[Opening Given data section]
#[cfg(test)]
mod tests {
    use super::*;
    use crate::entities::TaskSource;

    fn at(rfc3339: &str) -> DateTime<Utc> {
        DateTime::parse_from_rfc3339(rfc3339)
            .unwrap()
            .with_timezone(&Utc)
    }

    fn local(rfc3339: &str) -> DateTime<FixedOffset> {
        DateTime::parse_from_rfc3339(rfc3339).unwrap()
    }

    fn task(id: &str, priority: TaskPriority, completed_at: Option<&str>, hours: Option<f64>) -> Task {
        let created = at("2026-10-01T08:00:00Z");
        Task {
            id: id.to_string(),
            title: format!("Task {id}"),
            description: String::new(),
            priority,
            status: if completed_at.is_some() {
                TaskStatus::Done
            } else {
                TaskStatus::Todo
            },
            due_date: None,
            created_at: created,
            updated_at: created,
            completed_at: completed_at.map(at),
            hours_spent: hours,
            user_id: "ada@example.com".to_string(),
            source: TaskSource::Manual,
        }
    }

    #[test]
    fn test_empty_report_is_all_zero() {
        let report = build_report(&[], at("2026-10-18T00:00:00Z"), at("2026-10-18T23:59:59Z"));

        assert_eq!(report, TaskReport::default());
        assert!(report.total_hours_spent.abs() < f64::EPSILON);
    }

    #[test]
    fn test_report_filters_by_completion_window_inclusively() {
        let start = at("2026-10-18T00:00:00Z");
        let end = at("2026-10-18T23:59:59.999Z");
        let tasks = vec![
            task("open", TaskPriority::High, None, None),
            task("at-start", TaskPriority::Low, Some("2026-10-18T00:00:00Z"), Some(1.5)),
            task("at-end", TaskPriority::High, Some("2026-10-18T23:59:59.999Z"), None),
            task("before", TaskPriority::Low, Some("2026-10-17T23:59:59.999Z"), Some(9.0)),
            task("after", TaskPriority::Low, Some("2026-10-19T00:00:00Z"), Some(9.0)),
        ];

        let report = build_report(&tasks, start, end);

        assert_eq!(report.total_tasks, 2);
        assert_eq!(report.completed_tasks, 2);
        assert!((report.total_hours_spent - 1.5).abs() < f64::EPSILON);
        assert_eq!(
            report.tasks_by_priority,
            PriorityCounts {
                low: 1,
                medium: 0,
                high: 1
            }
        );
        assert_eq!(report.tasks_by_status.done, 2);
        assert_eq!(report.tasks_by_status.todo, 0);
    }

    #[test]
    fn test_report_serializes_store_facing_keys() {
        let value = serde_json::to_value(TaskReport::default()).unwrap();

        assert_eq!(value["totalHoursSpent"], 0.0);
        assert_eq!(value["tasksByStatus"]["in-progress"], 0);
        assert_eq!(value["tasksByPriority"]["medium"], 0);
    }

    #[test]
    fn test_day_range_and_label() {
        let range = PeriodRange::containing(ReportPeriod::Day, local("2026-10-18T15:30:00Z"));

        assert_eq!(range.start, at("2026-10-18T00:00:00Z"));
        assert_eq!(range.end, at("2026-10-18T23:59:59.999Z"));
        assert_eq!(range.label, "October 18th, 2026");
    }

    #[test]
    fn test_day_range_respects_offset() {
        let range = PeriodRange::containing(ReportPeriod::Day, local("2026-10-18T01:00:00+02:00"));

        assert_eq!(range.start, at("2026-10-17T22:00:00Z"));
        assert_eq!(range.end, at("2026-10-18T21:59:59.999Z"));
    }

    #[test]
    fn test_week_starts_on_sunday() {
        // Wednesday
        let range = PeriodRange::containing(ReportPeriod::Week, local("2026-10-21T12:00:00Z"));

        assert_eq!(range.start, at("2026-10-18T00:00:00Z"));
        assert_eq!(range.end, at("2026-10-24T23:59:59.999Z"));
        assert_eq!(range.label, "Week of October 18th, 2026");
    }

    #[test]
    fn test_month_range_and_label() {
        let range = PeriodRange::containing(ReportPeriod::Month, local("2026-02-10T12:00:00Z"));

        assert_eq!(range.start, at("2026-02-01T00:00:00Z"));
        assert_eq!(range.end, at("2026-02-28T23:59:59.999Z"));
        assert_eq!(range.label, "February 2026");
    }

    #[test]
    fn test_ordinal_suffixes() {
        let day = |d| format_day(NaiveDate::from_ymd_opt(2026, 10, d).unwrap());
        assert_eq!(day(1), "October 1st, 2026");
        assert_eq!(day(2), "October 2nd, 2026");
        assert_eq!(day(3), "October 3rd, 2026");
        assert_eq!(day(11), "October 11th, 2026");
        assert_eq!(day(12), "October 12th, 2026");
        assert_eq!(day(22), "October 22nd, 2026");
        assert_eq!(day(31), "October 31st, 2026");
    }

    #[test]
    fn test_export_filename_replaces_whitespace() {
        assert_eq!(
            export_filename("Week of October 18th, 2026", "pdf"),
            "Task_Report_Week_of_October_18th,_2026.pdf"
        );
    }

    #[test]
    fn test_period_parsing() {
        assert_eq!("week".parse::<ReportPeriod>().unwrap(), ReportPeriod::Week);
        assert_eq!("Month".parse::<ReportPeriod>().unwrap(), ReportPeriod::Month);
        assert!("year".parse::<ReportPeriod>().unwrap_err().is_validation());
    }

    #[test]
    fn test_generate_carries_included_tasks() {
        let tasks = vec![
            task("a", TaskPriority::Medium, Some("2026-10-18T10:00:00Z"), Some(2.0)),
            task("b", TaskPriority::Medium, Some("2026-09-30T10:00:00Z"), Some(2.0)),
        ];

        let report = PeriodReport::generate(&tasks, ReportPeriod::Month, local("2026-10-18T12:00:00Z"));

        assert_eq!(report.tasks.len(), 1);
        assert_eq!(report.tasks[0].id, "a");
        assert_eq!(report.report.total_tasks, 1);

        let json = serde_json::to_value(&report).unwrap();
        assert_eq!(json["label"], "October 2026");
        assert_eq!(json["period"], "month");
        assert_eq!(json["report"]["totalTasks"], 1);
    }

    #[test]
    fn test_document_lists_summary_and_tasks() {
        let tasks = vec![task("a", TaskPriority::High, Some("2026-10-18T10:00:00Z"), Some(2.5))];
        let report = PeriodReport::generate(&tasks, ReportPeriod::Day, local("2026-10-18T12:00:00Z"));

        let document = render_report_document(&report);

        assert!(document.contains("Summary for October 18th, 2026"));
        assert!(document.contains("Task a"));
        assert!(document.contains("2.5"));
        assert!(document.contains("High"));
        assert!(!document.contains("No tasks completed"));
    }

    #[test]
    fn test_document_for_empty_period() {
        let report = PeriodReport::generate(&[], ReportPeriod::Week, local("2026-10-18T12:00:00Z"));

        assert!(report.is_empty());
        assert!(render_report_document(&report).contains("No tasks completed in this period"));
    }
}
[Closing Given data section]
**What to produce:**
The records above are to be restated word for word.

**Output of the exercise:**
#[cfg(test)]
mod tests {
    use super::*;
    use crate::entities::TaskSource;

    fn at(rfc3339: &str) -> DateTime<Utc> {
        DateTime::parse_from_rfc3339(rfc3339)
            .unwrap()
            .with_timezone(&Utc)
    }

    fn local(rfc3339: &str) -> DateTime<FixedOffset> {
        DateTime::parse_from_rfc3339(rfc3339).unwrap()
    }

    fn task(id: &str, priority: TaskPriority, completed_at: Option<&str>, hours: Option<f64>) -> Task {
        let created = at("2026-10-01T08:00:00Z");
        Task {
            id: id.to_string(),
            title: format!("Task {id}"),
            description: String::new(),
            priority,
            status: if completed_at.is_some() {
                TaskStatus::Done
            } else {
                TaskStatus::Todo
            },
            due_date: None,
            created_at: created,
            updated_at: created,
            completed_at: completed_at.map(at),
            hours_spent: hours,
            user_id: "ada@example.com".to_string(),
            source: TaskSource::Manual,
        }
    }

    #[test]
    fn test_empty_report_is_all_zero() {
        let report = build_report(&[], at("2026-10-18T00:00:00Z"), at("2026-10-18T23:59:59Z"));

        assert_eq!(report, TaskReport::default());
        assert!(report.total_hours_spent.abs() < f64::EPSILON);
    }

    #[test]
    fn test_report_filters_by_completion_window_inclusively() {
        let start = at("2026-10-18T00:00:00Z");
        let end = at("2026-10-18T23:59:59.999Z");
        let tasks = vec![
            task("open", TaskPriority::High, None, None),
            task("at-start", TaskPriority::Low, Some("2026-10-18T00:00:00Z"), Some(1.5)),
            task("at-end", TaskPriority::High, Some("2026-10-18T23:59:59.999Z"), None),
            task("before", TaskPriority::Low, Some("2026-10-17T23:59:59.999Z"), Some(9.0)),
            task("after", TaskPriority::Low, Some("2026-10-19T00:00:00Z"), Some(9.0)),
        ];

        let report = build_report(&tasks, start, end);

        assert_eq!(report.total_tasks, 2);
        assert_eq!(report.completed_tasks, 2);
        assert!((report.total_hours_spent - 1.5).abs() < f64::EPSILON);
        assert_eq!(
            report.tasks_by_priority,
            PriorityCounts {
                low: 1,
                medium: 0,
                high: 1
            }
        );
        assert_eq!(report.tasks_by_status.done, 2);
        assert_eq!(report.tasks_by_status.todo, 0);
    }

    #[test]
    fn test_report_serializes_store_facing_keys() {
        let value = serde_json::to_value(TaskReport::default()).unwrap();

        assert_eq!(value["totalHoursSpent"], 0.0);
        assert_eq!(value["tasksByStatus"]["in-progress"], 0);
        assert_eq!(value["tasksByPriority"]["medium"], 0);
    }

    #[test]
    fn test_day_range_and_label() {
        let range = PeriodRange::containing(ReportPeriod::Day, local("2026-10-18T15:30:00Z"));

        assert_eq!(range.start, at("2026-10-18T00:00:00Z"));
        assert_eq!(range.end, at("2026-10-18T23:59:59.999Z"));
        assert_eq!(range.label, "October 18th, 2026");
    }

    #[test]
    fn test_day_range_respects_offset() {
        let range = PeriodRange::containing(ReportPeriod::Day, local("2026-10-18T01:00:00+02:00"));

        assert_eq!(range.start, at("2026-10-17T22:00:00Z"));
        assert_eq!(range.end, at("2026-10-18T21:59:59.999Z"));
    }

    #[test]
    fn test_week_starts_on_sunday() {
        // Wednesday
        let range = PeriodRange::containing(ReportPeriod::Week, local("2026-10-21T12:00:00Z"));

        assert_eq!(range.start, at("2026-10-18T00:00:00Z"));
        assert_eq!(range.end, at("2026-10-24T23:59:59.999Z"));
        assert_eq!(range.label, "Week of October 18th, 2026");
    }

    #[test]
    fn test_month_range_and_label() {
        let range = PeriodRange::containing(ReportPeriod::Month, local("2026-02-10T12:00:00Z"));

        assert_eq!(range.start, at("2026-02-01T00:00:00Z"));
        assert_eq!(range.end, at("2026-02-28T23:59:59.999Z"));
        assert_eq!(range.label, "February 2026");
    }

    #[test]
    fn test_ordinal_suffixes() {
        let day = |d| format_day(NaiveDate::from_ymd_opt(2026, 10, d).unwrap());
        assert_eq!(day(1), "October 1st, 2026");
        assert_eq!(day(2), "October 2nd, 2026");
        assert_eq!(day(3), "October 3rd, 2026");
        assert_eq!(day(11), "October 11th, 2026");
        assert_eq!(day(12), "October 12th, 2026");
        assert_eq!(day(22), "October 22nd, 2026");
        assert_eq!(day(31), "October 31st, 2026");
    }

    #[test]
    fn test_export_filename_replaces_whitespace() {
        assert_eq!(
            export_filename("Week of October 18th, 2026", "pdf"),
            "Task_Report_Week_of_October_18th,_2026.pdf"
        );
    }

    #[test]
    fn test_period_parsing() {
        assert_eq!("week".parse::<ReportPeriod>().unwrap(), ReportPeriod::Week);
        assert_eq!("Month".parse::<ReportPeriod>().unwrap(), ReportPeriod::Month);
        assert!("year".parse::<ReportPeriod>().unwrap_err().is_validation());
    }

    #[test]
    fn test_generate_carries_included_tasks() {
        let tasks = vec![
            task("a", TaskPriority::Medium, Some("2026-10-18T10:00:00Z"), Some(2.0)),
            task("b", TaskPriority::Medium, Some("2026-09-30T10:00:00Z"), Some(2.0)),
        ];

        let report = PeriodReport::generate(&tasks, ReportPeriod::Month, local("2026-10-18T12:00:00Z"));

        assert_eq!(report.tasks.len(), 1);
        assert_eq!(report.tasks[0].id, "a");
        assert_eq!(report.report.total_tasks, 1);

        let json = serde_json::to_value(&report).unwrap();
        assert_eq!(json["label"], "October 2026");
        assert_eq!(json["period"], "month");
        assert_eq!(json["report"]["totalTasks"], 1);
    }

    #[test]
    fn test_document_lists_summary_and_tasks() {
        let tasks = vec![task("a", TaskPriority::High, Some("2026-10-18T10:00:00Z"), Some(2.5))];
        let report = PeriodReport::generate(&tasks, ReportPeriod::Day, local("2026-10-18T12:00:00Z"));

        let document = render_report_document(&report);

        assert!(document.contains("Summary for October 18th, 2026"));
        assert!(document.contains("Task a"));
        assert!(document.contains("2.5"));
        assert!(document.contains("High"));
        assert!(!document.contains("No tasks completed"));
    }

    #[test]
    fn test_document_for_empty_period() {
        let report = PeriodReport::generate(&[], ReportPeriod::Week, local("2026-10-18T12:00:00Z"));

        assert!(report.is_empty());
        assert!(render_report_document(&report).contains("No tasks completed in this period"));
    }
}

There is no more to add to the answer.